- What you should do -
Copy each line from the entries that the word "bool" appears in.

————————

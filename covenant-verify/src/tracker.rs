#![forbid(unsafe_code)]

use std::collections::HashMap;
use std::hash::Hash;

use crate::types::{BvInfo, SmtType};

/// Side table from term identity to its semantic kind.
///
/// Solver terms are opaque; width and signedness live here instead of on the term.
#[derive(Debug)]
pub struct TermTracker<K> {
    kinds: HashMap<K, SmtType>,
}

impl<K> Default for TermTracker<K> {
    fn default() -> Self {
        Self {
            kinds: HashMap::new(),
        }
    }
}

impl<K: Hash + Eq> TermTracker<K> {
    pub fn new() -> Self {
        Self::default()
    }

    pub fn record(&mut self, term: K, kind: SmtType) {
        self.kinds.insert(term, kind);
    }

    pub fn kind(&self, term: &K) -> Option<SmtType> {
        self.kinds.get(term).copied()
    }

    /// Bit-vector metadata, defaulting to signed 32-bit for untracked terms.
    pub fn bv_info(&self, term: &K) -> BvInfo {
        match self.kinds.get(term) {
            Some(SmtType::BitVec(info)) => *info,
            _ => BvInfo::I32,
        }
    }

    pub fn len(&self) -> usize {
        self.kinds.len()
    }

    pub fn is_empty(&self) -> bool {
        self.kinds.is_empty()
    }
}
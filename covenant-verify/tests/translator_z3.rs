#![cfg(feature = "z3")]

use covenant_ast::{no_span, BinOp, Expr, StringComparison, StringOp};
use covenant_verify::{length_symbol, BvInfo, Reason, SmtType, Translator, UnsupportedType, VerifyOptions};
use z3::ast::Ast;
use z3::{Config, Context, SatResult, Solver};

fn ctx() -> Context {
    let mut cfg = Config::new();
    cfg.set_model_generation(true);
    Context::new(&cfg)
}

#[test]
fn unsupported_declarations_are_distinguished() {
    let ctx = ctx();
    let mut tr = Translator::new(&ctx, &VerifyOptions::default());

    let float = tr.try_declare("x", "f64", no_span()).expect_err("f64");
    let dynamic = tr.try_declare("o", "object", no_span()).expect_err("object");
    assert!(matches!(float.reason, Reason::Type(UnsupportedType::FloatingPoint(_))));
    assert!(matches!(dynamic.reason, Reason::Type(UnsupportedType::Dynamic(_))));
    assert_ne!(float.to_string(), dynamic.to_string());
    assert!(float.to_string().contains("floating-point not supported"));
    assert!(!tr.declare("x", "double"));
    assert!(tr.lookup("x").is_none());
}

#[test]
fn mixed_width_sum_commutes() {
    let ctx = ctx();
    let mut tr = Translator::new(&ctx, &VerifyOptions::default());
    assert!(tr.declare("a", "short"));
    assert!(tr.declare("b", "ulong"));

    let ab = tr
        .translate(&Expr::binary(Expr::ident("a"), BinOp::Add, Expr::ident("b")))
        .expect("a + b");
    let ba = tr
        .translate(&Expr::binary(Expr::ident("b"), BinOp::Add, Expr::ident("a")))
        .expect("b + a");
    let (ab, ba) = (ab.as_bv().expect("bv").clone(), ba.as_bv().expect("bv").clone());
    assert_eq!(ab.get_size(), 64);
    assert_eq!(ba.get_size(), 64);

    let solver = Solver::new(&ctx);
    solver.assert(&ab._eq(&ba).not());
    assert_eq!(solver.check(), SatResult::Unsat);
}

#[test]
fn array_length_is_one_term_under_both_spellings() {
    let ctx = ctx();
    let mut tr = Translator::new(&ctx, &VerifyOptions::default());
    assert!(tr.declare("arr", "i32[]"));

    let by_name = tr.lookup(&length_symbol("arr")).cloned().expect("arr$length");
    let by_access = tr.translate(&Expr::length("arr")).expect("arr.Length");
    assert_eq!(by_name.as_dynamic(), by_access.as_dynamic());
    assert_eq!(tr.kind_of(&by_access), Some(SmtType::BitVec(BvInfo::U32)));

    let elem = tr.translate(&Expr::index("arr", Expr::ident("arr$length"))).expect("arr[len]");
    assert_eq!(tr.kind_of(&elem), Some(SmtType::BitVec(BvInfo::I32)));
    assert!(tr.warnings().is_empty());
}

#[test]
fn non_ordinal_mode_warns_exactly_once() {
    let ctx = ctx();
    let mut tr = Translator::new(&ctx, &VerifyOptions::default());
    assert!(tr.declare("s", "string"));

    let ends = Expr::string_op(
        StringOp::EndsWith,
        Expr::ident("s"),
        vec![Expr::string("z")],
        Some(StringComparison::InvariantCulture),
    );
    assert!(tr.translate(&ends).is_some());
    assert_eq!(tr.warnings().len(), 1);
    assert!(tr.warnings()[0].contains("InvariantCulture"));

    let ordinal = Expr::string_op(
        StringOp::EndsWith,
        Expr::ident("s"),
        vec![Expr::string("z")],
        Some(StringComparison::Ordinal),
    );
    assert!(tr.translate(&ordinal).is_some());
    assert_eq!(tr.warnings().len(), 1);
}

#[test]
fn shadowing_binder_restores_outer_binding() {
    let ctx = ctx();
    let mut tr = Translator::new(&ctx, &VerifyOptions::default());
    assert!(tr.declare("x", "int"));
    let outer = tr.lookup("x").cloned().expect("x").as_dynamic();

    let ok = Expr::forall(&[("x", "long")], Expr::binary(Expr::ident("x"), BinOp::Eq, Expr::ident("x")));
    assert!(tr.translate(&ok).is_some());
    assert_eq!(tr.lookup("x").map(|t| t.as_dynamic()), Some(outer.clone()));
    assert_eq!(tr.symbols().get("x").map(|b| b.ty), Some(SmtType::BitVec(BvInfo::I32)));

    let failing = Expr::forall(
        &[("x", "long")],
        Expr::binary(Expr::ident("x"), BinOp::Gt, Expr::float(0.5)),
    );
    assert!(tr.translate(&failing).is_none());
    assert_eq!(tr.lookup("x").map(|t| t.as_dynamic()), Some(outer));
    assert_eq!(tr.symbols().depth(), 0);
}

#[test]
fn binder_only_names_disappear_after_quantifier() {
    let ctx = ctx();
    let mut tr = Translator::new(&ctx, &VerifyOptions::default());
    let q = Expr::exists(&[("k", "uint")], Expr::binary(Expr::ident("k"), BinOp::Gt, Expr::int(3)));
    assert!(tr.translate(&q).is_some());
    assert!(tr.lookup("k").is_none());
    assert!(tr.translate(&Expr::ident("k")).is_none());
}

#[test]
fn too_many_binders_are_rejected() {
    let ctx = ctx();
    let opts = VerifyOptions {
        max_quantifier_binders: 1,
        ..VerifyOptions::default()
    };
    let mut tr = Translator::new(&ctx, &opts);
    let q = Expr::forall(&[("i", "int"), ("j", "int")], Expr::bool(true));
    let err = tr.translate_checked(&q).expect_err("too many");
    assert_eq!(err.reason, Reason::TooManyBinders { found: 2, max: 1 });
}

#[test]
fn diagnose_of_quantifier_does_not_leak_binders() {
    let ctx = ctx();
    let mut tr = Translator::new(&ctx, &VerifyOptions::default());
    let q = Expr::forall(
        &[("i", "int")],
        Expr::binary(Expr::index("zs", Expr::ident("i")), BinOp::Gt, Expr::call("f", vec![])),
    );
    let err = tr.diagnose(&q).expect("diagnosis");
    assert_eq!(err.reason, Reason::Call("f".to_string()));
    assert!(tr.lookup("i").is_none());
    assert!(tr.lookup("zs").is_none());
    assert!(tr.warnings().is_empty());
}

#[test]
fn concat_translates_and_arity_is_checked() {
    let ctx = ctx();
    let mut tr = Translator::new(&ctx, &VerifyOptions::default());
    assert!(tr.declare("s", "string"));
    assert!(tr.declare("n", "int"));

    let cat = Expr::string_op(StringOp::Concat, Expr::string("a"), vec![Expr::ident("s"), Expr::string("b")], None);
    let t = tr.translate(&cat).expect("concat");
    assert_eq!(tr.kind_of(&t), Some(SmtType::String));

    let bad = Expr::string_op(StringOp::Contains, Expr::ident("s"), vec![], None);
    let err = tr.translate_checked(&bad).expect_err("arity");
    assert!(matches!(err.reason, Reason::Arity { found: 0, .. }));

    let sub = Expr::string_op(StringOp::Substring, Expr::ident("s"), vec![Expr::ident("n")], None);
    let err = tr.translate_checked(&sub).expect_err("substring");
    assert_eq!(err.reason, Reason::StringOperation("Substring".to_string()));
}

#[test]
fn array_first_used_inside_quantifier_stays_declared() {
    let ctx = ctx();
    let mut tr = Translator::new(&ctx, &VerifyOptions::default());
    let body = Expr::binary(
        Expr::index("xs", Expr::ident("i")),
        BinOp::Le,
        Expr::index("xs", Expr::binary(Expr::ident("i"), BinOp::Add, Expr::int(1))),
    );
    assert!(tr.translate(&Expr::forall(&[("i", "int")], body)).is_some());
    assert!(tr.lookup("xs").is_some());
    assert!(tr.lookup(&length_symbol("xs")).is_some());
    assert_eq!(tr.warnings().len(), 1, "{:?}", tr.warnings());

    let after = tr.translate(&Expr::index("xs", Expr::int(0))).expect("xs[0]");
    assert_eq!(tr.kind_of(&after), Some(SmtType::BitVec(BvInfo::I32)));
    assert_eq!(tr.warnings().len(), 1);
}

————————

- Worked solution -
    pub fn is_empty(&self) -> bool {
    let q = Expr::forall(&[("i", "int"), ("j", "int")], Expr::bool(true));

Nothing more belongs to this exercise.